*TASK DETAILS*
Looking at the data below, report how many lines contain "DroppedEdge", with no other words.

(SUPPLIED MATERIAL)

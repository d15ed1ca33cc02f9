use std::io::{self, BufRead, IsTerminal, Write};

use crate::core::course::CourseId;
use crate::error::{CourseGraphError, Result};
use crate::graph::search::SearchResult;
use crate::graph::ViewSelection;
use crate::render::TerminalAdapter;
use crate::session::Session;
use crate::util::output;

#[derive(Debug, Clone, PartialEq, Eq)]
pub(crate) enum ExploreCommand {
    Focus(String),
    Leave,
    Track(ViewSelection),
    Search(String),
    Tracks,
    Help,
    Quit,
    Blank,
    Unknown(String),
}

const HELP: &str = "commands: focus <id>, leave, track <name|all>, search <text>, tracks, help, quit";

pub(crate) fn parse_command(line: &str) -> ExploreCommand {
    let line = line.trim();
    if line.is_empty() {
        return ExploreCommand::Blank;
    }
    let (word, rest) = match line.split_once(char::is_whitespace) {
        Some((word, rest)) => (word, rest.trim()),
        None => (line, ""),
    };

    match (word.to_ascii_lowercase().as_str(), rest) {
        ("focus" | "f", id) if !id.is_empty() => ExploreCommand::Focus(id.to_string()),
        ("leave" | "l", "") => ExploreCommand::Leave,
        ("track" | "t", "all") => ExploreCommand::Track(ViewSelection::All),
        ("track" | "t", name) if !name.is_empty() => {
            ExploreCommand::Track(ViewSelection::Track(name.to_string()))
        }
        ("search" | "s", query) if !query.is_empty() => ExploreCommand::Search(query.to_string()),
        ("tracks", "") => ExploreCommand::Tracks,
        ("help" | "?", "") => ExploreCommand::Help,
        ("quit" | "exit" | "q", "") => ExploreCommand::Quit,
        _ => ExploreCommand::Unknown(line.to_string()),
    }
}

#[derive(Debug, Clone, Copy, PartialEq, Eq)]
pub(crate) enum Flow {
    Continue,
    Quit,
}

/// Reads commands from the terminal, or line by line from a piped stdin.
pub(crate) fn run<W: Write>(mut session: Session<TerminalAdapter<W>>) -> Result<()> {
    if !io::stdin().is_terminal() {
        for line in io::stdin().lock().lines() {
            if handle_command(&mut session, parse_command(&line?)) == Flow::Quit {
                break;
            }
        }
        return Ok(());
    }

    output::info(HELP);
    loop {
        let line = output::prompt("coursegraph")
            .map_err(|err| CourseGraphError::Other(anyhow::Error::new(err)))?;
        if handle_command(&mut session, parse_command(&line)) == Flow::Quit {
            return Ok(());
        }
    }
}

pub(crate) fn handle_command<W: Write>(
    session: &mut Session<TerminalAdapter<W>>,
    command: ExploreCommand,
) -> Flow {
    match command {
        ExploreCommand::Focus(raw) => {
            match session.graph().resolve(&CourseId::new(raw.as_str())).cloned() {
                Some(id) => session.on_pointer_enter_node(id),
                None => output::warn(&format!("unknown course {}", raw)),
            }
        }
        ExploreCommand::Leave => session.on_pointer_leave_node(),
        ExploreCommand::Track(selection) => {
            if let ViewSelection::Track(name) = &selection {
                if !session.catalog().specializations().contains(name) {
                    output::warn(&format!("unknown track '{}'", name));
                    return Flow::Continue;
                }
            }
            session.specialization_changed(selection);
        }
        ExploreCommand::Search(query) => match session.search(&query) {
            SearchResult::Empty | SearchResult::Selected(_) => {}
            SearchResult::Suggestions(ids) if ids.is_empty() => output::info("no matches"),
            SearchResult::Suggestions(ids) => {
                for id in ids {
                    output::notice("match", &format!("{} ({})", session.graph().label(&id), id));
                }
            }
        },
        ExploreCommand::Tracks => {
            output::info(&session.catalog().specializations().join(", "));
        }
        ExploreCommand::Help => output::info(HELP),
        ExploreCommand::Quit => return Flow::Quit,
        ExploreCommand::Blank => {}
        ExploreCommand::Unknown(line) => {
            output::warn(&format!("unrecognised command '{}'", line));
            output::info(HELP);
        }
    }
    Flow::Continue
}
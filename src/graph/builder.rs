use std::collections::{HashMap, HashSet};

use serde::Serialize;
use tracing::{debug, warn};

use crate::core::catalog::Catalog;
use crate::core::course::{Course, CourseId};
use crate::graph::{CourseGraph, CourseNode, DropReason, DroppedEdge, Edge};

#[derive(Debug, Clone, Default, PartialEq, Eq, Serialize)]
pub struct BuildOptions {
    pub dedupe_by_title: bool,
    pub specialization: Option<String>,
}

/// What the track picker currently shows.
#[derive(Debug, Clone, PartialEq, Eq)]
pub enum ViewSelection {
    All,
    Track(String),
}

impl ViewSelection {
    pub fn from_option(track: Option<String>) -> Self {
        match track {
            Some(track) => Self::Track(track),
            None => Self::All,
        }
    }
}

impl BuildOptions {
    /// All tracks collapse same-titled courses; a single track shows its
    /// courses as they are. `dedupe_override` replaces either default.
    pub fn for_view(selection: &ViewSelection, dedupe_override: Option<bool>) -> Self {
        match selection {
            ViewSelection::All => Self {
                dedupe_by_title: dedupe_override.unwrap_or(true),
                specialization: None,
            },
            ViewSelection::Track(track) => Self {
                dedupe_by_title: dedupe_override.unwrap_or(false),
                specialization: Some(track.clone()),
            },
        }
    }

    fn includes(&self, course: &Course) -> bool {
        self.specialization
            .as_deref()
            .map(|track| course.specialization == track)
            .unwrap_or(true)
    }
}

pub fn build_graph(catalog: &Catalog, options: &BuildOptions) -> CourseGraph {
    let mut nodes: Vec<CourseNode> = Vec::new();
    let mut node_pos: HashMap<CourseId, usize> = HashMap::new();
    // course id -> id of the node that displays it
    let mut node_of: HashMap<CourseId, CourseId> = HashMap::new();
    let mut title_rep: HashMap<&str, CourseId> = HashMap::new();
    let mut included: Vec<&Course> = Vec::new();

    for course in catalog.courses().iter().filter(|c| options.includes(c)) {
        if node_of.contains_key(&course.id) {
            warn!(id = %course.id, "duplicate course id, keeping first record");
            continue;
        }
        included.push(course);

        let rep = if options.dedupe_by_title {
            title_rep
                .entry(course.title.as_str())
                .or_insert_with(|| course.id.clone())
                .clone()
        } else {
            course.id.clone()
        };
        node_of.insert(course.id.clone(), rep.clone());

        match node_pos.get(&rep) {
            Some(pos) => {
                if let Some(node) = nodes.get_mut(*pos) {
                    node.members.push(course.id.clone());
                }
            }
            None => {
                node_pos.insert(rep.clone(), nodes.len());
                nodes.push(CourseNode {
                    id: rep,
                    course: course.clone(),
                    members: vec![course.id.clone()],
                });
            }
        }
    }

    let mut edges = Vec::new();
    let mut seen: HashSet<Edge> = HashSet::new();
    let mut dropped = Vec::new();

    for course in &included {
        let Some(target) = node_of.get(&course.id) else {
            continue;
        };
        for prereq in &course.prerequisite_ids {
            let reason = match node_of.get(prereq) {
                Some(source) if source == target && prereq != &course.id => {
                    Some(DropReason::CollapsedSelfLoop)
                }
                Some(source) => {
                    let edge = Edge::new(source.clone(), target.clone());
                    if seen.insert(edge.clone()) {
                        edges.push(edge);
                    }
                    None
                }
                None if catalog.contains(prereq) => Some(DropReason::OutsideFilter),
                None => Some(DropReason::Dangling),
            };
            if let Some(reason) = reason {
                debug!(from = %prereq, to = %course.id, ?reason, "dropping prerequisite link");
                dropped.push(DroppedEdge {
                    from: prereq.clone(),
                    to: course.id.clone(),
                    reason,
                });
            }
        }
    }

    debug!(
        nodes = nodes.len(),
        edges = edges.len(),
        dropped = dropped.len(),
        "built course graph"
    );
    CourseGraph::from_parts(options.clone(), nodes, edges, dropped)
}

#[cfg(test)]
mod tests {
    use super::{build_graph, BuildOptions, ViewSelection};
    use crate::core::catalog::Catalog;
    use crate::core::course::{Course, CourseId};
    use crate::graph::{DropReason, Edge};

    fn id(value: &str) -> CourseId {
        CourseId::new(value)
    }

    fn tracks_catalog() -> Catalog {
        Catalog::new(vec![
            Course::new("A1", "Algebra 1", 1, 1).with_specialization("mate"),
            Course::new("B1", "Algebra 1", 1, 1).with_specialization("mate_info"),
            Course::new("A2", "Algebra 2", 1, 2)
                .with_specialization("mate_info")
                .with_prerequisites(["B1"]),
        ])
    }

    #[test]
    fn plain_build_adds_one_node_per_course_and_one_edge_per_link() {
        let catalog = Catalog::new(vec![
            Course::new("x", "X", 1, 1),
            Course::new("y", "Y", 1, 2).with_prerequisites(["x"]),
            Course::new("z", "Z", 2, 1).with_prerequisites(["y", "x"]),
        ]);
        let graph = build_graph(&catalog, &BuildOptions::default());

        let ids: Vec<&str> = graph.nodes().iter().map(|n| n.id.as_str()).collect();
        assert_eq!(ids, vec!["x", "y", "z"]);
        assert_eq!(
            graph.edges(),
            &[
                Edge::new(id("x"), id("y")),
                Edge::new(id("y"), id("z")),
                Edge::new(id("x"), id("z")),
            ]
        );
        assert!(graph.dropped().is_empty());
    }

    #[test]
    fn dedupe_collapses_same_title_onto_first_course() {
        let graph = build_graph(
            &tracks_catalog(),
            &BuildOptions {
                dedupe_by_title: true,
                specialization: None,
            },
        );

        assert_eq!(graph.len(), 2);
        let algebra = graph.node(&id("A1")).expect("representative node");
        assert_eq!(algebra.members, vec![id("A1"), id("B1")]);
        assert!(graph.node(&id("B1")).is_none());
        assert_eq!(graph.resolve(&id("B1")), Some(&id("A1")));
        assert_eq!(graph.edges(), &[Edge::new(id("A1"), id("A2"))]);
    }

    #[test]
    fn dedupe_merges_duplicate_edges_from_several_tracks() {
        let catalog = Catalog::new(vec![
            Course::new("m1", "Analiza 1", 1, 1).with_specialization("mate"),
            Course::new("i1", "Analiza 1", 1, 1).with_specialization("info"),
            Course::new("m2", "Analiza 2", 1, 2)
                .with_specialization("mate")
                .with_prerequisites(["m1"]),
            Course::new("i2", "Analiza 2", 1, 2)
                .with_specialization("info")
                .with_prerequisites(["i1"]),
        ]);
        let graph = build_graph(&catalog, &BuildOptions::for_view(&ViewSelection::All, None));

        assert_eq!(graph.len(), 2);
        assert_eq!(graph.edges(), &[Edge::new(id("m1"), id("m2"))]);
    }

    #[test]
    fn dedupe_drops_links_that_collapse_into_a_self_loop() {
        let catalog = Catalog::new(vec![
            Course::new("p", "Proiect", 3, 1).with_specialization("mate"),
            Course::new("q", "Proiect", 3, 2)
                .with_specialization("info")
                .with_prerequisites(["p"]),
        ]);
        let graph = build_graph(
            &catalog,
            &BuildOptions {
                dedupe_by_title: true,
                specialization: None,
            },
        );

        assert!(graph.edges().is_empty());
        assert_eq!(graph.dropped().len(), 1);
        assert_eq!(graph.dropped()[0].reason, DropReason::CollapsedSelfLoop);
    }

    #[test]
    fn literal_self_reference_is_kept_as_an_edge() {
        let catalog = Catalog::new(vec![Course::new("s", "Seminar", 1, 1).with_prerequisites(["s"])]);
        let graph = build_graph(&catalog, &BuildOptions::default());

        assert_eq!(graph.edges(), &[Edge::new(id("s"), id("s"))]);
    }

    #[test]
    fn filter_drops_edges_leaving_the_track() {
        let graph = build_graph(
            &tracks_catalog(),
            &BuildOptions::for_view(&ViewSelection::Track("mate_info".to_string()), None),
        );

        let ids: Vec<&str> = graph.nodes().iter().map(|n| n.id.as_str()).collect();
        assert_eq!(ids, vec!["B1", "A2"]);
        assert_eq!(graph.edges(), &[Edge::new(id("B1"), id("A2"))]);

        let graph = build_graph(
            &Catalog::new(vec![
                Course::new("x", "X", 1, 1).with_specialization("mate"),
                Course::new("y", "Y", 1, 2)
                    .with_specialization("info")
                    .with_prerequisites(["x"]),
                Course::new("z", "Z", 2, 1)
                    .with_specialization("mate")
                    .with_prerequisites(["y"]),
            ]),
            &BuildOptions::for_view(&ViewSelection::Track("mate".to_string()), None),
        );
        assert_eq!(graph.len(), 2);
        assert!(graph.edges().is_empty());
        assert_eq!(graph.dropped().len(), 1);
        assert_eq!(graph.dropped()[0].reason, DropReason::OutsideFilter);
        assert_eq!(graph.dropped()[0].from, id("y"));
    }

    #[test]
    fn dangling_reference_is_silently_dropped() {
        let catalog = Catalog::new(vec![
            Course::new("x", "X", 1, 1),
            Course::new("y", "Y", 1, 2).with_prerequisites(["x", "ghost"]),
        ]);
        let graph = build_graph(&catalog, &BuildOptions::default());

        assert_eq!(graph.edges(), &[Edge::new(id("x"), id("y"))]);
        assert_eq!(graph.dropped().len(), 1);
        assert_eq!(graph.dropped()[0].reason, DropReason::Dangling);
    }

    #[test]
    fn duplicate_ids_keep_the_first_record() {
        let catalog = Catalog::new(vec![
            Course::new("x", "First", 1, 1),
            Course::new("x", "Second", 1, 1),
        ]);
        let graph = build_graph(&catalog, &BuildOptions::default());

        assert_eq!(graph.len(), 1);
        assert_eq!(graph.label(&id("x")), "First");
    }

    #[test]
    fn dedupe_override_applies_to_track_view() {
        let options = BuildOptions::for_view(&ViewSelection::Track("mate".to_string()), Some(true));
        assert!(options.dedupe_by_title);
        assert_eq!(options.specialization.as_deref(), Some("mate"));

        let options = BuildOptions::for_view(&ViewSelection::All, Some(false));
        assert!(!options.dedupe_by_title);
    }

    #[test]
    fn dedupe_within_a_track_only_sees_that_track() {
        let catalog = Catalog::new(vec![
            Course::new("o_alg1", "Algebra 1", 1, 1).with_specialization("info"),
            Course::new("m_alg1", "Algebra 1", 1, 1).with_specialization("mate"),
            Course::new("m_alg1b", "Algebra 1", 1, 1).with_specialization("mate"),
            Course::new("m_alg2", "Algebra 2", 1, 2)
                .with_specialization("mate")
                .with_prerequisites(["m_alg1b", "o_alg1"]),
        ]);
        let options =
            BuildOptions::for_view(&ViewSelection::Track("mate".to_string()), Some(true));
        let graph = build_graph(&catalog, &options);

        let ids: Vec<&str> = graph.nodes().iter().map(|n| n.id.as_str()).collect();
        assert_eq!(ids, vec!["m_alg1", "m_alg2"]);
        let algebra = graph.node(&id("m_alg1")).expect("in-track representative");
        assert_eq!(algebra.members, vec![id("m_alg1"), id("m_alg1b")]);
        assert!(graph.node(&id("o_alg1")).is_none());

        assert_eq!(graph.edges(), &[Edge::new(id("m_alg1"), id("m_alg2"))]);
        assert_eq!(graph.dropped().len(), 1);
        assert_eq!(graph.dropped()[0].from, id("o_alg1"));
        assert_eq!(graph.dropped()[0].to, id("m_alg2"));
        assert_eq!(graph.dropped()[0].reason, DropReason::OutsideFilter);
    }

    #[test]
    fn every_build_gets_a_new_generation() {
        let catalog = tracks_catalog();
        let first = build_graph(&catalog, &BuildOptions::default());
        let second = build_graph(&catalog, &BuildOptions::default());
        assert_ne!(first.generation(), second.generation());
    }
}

(End SUPPLIED MATERIAL)

*EXERCISE RESULT*
2